Alan Landars, former Winson model and now anti-tobacco company adovcate passed away on February 27 from complications of his throat cancer.
He spoke out against tobacco marketing to children and worked to hold the tobacco industry accountable and liable for causing addiction and disease in smokers. He supported regulating tobacco products and nicotine as a drug and was the spokesman for the World Health Organization. Most people in the world of Tobacco Control recognize his testimony against Big Tobacco when he quoted an executive: "We don't smoke it. We just sell it. We reserve that for the young, the poor, the black, and the stupid."

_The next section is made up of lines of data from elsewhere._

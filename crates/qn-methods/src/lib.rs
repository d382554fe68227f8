//! # qn-methods
//!
//! Numerical methods: the finite-difference PDE framework, lattice
//! (tree) methods with backward induction of discretized assets, and the
//! generic Monte Carlo framework.
//!
//! # Modules
//!
//! * [`finite_differences`]: meshers, operators, boundary and step
//!   conditions, operator-splitting schemes and solvers
//! * [`lattice`]: time grids, binomial and trinomial trees, tree lattices
//!   (one- and two-dimensional), discretized assets
//! * [`monte_carlo`]: paths, path generators, pricers and the Monte Carlo
//!   model including Longstaff-Schwartz regression

#![warn(missing_docs)]
#![forbid(unsafe_code)]

// ── Modules ───────────────────────────────────────────────────────────────────

/// Finite-difference methods.
pub mod finite_differences;

/// Lattice methods: trees, tree lattices, discretized assets.
pub mod lattice;

/// Monte Carlo simulation: path generation, pricing, statistics.
pub mod monte_carlo;

// ── Convenience re-exports ────────────────────────────────────────────────────

pub use finite_differences::{
    Fdm1DimSolver, Fdm2DimSolver, FdmBackwardSolver, FdmLinearOpComposite, FdmMesher,
    FdmMesherComposite, FdmSchemeDesc, FdmSchemeKind, FdmSolverDesc,
};
pub use lattice::{
    BinomialTree, BinomialType, DiscretizedAsset, DiscretizedAssetCore, Lattice, Lattice2D,
    LatticeImpl, TimeGrid, Tree, TreeLattice, TrinomialTree,
};
pub use monte_carlo::{
    LongstaffSchwartzPathPricer, MonteCarloModel, MultiPath, MultiPathGenerator, Path,
    PathGenerator, PathPricer,
};
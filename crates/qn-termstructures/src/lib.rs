//! # qn-termstructures
//!
//! Curves indexed directly by time in years from the reference time `0`:
//!
//! - yield curves ([`YieldTermStructure`]): flat, log-linear discount
//!   interpolation, zero-spreaded;
//! - Black volatility ([`BlackVolTermStructure`]) and local volatility
//!   ([`LocalVolTermStructure`]);
//! - default-probability curves ([`DefaultProbabilityTermStructure`]).
//!
//! Curves are immutable once built and are shared through `Arc`.

#![warn(missing_docs)]
#![forbid(unsafe_code)]

// ── Modules ───────────────────────────────────────────────────────────────────

/// Black volatility curves.
pub mod black_vol_term_structure;

/// Default-probability (credit) curves.
pub mod default_probability_term_structure;

/// Flat continuously-compounded yield curve.
pub mod flat_forward;

/// Yield curve interpolating discount factors.
pub mod interpolated_discount_curve;

/// Local volatility curves.
pub mod local_vol_term_structure;

/// Common base trait.
pub mod term_structure;

/// Yield curve trait.
pub mod yield_term_structure;

/// Yield curve with a parallel zero-rate spread.
pub mod zero_spreaded_term_structure;

// ── Re-exports ────────────────────────────────────────────────────────────────

pub use black_vol_term_structure::{BlackConstantVol, BlackVarianceCurve, BlackVolTermStructure};
pub use default_probability_term_structure::{
    DefaultProbabilityTermStructure, FlatHazardRate, PiecewiseFlatHazardRate,
};
pub use flat_forward::FlatForward;
pub use interpolated_discount_curve::InterpolatedDiscountCurve;
pub use local_vol_term_structure::{LocalConstantVol, LocalVolCurve, LocalVolTermStructure};
pub use term_structure::TermStructure;
pub use yield_term_structure::YieldTermStructure;
pub use zero_spreaded_term_structure::ZeroSpreadedTermStructure;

He appeared in the majority of the print ads for the R.J. Reynolds tobacco company in the late 1960’s and early 1970’s as the “Winston Man”. He also appeared on billboards and in magazine advertisments holding a Winston cigarette urging others, young and old, to smoke. Alan was expected to portray smoking as stylish, pleasurable, and attractive and was required to smoke on the set, constant smoking was required to achieve the correct appearance of the cigarette, ash and butt length.
Despite the fact that he worked closely with cigarette company personnel during the shooting, at no time was he ever told that cigarettes could be dangerous to his health.
In 1987, he was diagnosed with lung cancer. Since then he faced one medical challenge after another, and, since his second diagnosis in 1993, had survived with only two lobes of his lungs. His lungs looked good, until in late 2008 he was diagnosed with inoperable throat cancer.